Local Connection Capability
Some advanced platform functionality is enabled through the use of the trainML CLI and SDK's connection capability. This capability is required to perform the following functions:
- Create a dataset using the
Local
storage type - Populate a job's model code using the
Local
model type - Receive training or inference job model outputs using the
Local
storage type - Allow workers to access services (databases, other applications) running on your local computer at runtime.
Prerequisites
In order to use the connection capability, you must meet the following prerequisites.
- You must have Docker installed
- If using windows, you must install Docker with the WSL 2 backend
- The local user must be configured to manage docker (without sudo)

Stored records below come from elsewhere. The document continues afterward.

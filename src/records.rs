use std::fs::File;
use std::io;
use std::sync::Arc;

use anyhow::{bail, Context, Result};
use csv::{ReaderBuilder, StringRecord, Writer};

use crate::geo::GeoPoint;
use crate::site::{Attributes, Candidate, ExistingFacility};

/// One CSV row, kept verbatim so it can be written back out unchanged.
#[derive(Clone, Debug, PartialEq)]
pub struct SiteRecord {
    headers: Arc<StringRecord>,
    values: StringRecord,
}

impl SiteRecord {
    pub fn get(&self, column: &str) -> Option<&str> {
        let idx = self.headers.iter().position(|h| h == column)?;
        self.values.get(idx)
    }

    pub fn values(&self) -> &StringRecord {
        &self.values
    }

    /// The row's fields joined with commas, for console output.
    pub fn joined(&self) -> String {
        self.values.iter().collect::<Vec<&str>>().join(",")
    }
}

impl Attributes for SiteRecord {
    fn numeric(&self, name: &str) -> Option<f64> {
        self.get(name)?.trim().parse().ok()
    }
}

#[derive(Clone, Debug, PartialEq)]
pub struct ColumnNames {
    pub latitude: String,
    pub longitude: String,
    pub revenue: String,
}

impl Default for ColumnNames {
    fn default() -> Self {
        Self {
            latitude: String::from("latitude"),
            longitude: String::from("longitude"),
            revenue: String::from("predicted_annual_sales"),
        }
    }
}

pub struct CandidateTable {
    pub headers: StringRecord,
    pub candidates: Vec<Candidate<SiteRecord>>,
}

fn column_index(headers: &StringRecord, name: &str) -> Result<usize> {
    match headers.iter().position(|h| h == name) {
        Some(idx) => Ok(idx),
        None => bail!("missing column '{}' (found: {:?})", name, headers),
    }
}

// Empty cells read as NaN; anything else must parse.
fn parse_number(record: &StringRecord, idx: usize, column: &str) -> Result<f64> {
    let line = record.position().map(|p| p.line()).unwrap_or(0);
    let raw = record.get(idx).unwrap_or("").trim();
    if raw.is_empty() {
        return Ok(f64::NAN);
    }
    raw.parse::<f64>()
        .with_context(|| format!("line {}: column '{}' is not a number: {:?}", line, column, raw))
}

pub fn read_candidates<R: io::Read>(reader: R, columns: &ColumnNames) -> Result<CandidateTable> {
    let mut rdr = ReaderBuilder::new().has_headers(true).from_reader(reader);
    let headers = rdr.headers()?.clone();
    let lat_idx = column_index(&headers, &columns.latitude)?;
    let lon_idx = column_index(&headers, &columns.longitude)?;
    let revenue_idx = column_index(&headers, &columns.revenue)?;
    let shared = Arc::new(headers.clone());

    let mut candidates = Vec::new();
    for result in rdr.records() {
        let record = result?;
        let location = GeoPoint::new(
            parse_number(&record, lat_idx, &columns.latitude)?,
            parse_number(&record, lon_idx, &columns.longitude)?,
        );
        let revenue = parse_number(&record, revenue_idx, &columns.revenue)?;
        candidates.push(Candidate::new(
            location,
            revenue,
            SiteRecord {
                headers: Arc::clone(&shared),
                values: record,
            },
        ));
    }
    Ok(CandidateTable {
        headers,
        candidates,
    })
}

pub fn read_existing<R: io::Read>(
    reader: R,
    columns: &ColumnNames,
) -> Result<Vec<ExistingFacility<SiteRecord>>> {
    let mut rdr = ReaderBuilder::new().has_headers(true).from_reader(reader);
    let headers = rdr.headers()?.clone();
    let lat_idx = column_index(&headers, &columns.latitude)?;
    let lon_idx = column_index(&headers, &columns.longitude)?;
    let shared = Arc::new(headers);

    let mut existing = Vec::new();
    for result in rdr.records() {
        let record = result?;
        let location = GeoPoint::new(
            parse_number(&record, lat_idx, &columns.latitude)?,
            parse_number(&record, lon_idx, &columns.longitude)?,
        );
        existing.push(ExistingFacility::new(
            location,
            SiteRecord {
                headers: Arc::clone(&shared),
                values: record,
            },
        ));
    }
    Ok(existing)
}

pub fn load_candidates(path: &str, columns: &ColumnNames) -> Result<CandidateTable> {
    let file = File::open(path).with_context(|| format!("opening {}", path))?;
    read_candidates(file, columns).with_context(|| format!("reading candidates from {}", path))
}

pub fn load_existing(path: &str, columns: &ColumnNames) -> Result<Vec<ExistingFacility<SiteRecord>>> {
    let file = File::open(path).with_context(|| format!("opening {}", path))?;
    read_existing(file, columns).with_context(|| format!("reading existing stores from {}", path))
}

/// Writes the header row and then each selected row exactly as it was read.
pub fn write_selection<W: io::Write>(
    wtr: &mut Writer<W>,
    headers: &StringRecord,
    selected: &[Candidate<SiteRecord>],
) -> Result<()> {
    wtr.write_record(headers)?;
    for candidate in selected {
        wtr.write_record(candidate.payload.values())?;
    }
    wtr.flush()?;
    Ok(())
}

#[cfg(test)]
mod tests {
    use super::*;

    const CANDIDATES: &str = "\
store_number,city,latitude,longitude,predicted_annual_sales,total_population
S-1,Lowell,42.6334,-71.3162,1500000,25000
S-2,Quincy,42.2529,-71.0023,2100000,31000
S-3,Nowhere,,-71.5,900000,
";

    #[test]
    fn reads_candidates_and_keeps_every_column() {
        let table = read_candidates(CANDIDATES.as_bytes(), &ColumnNames::default()).unwrap();
        assert_eq!(table.candidates.len(), 3);
        assert_eq!(table.headers.len(), 6);

        let quincy = &table.candidates[1];
        assert_eq!(quincy.location, GeoPoint::new(42.2529, -71.0023));
        assert_eq!(quincy.predicted_revenue, 2_100_000.0);
        assert_eq!(quincy.payload.get("city"), Some("Quincy"));
        assert_eq!(quincy.payload.numeric("total_population"), Some(31000.0));

        assert_eq!(quincy.payload.joined(), "S-2,Quincy,42.2529,-71.0023,2100000,31000");

        let nowhere = &table.candidates[2];
        assert!(nowhere.location.latitude.is_nan());
        assert_eq!(nowhere.payload.numeric("total_population"), None);
    }

    #[test]
    fn custom_column_names() {
        let data = "lat,lng,rev\n1.5,2.5,10\n";
        let columns = ColumnNames {
            latitude: "lat".to_string(),
            longitude: "lng".to_string(),
            revenue: "rev".to_string(),
        };
        let table = read_candidates(data.as_bytes(), &columns).unwrap();
        assert_eq!(table.candidates[0].location, GeoPoint::new(1.5, 2.5));
        assert_eq!(table.candidates[0].predicted_revenue, 10.0);
    }

    #[test]
    fn missing_column_is_an_error() {
        let data = "latitude,longitude\n1,2\n";
        let err = read_candidates(data.as_bytes(), &ColumnNames::default())
            .err()
            .unwrap();
        assert!(err.to_string().contains("predicted_annual_sales"));
    }

    #[test]
    fn garbage_number_is_an_error() {
        let data = "latitude,longitude,predicted_annual_sales\n1,east,5\n";
        let err = read_candidates(data.as_bytes(), &ColumnNames::default())
            .err()
            .unwrap();
        assert!(err.to_string().contains("longitude"));
    }

    #[test]
    fn reads_existing_stores() {
        let data = "store_number,latitude,longitude\nE-1,42.36,-71.06\nE-2,42.27,-71.80\n";
        let existing = read_existing(data.as_bytes(), &ColumnNames::default()).unwrap();
        assert_eq!(existing.len(), 2);
        assert_eq!(existing[1].location, GeoPoint::new(42.27, -71.80));
        assert_eq!(existing[1].identity.get("store_number"), Some("E-2"));
    }

    #[test]
    fn writes_selected_rows_verbatim() {
        let table = read_candidates(CANDIDATES.as_bytes(), &ColumnNames::default()).unwrap();
        let selected = vec![table.candidates[1].clone(), table.candidates[0].clone()];
        let mut wtr = Writer::from_writer(Vec::new());
        write_selection(&mut wtr, &table.headers, &selected).unwrap();
        let out = String::from_utf8(wtr.into_inner().unwrap()).unwrap();
        assert_eq!(
            out,
            "store_number,city,latitude,longitude,predicted_annual_sales,total_population\n\
             S-2,Quincy,42.2529,-71.0023,2100000,31000\n\
             S-1,Lowell,42.6334,-71.3162,1500000,25000\n"
        );
    }
}
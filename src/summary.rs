use std::fmt;

use crate::site::Candidate;

#[derive(Copy, Clone, Debug, PartialEq)]
pub struct SelectionSummary {
    pub selected: usize,
    pub total_revenue: f64,
    /// None for an empty selection.
    pub average_revenue: Option<f64>,
}

impl SelectionSummary {
    pub fn of<P>(selected: &[Candidate<P>]) -> Self {
        let total_revenue: f64 = selected.iter().map(|c| c.predicted_revenue).sum();
        let average_revenue = if selected.is_empty() {
            None
        } else {
            Some(total_revenue / selected.len() as f64)
        };
        Self {
            selected: selected.len(),
            total_revenue,
            average_revenue,
        }
    }
}

impl fmt::Display for SelectionSummary {
    fn fmt(&self, f: &mut fmt::Formatter<'_>) -> fmt::Result {
        writeln!(f, "Locations selected: {}", self.selected)?;
        writeln!(f, "Total predicted revenue: {:.0}", self.total_revenue)?;
        match self.average_revenue {
            Some(avg) => write!(f, "Average revenue per location: {:.0}", avg),
            None => write!(f, "Average revenue per location: n/a"),
        }
    }
}
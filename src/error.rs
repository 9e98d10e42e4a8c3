use thiserror::Error;

#[derive(Error, Debug, Clone, PartialEq)]
pub enum SelectionError {
    #[error("invalid selection parameters: {0}")]
    InvalidParameters(String),
}

pub type Result<T> = std::result::Result<T, SelectionError>;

- Install the trainML CLI and configure its API keys
How to Use
The trainML CLI is the only way to connect to jobs and other resources. Resources that support the connection capability (jobs, datasets, checkpoints, and models) have connect
and disconnect
subcommands. To connect to a job run:
trainml job connect <job ID or name>
By default, connecting will automatically attach the terminal to the log output of the resource. To connect without attaching, run:
trainml job connect --no-attach <job ID or name>
If you connect without attaching, you need to disconnect after the job is complete to avoid potential conflicts with future jobs:
trainml job disconnect <job ID or name>
You can view the status of your current connections by running:
trainml connection list
You can also obtain the connection command by clicking the Connect
button on a resource in the web interface.
Troubleshooting
Issues Connecting
Run:
trainml connection remove-all --all-projects
Run docker ps
and ensure there are no running containers using a trainML image.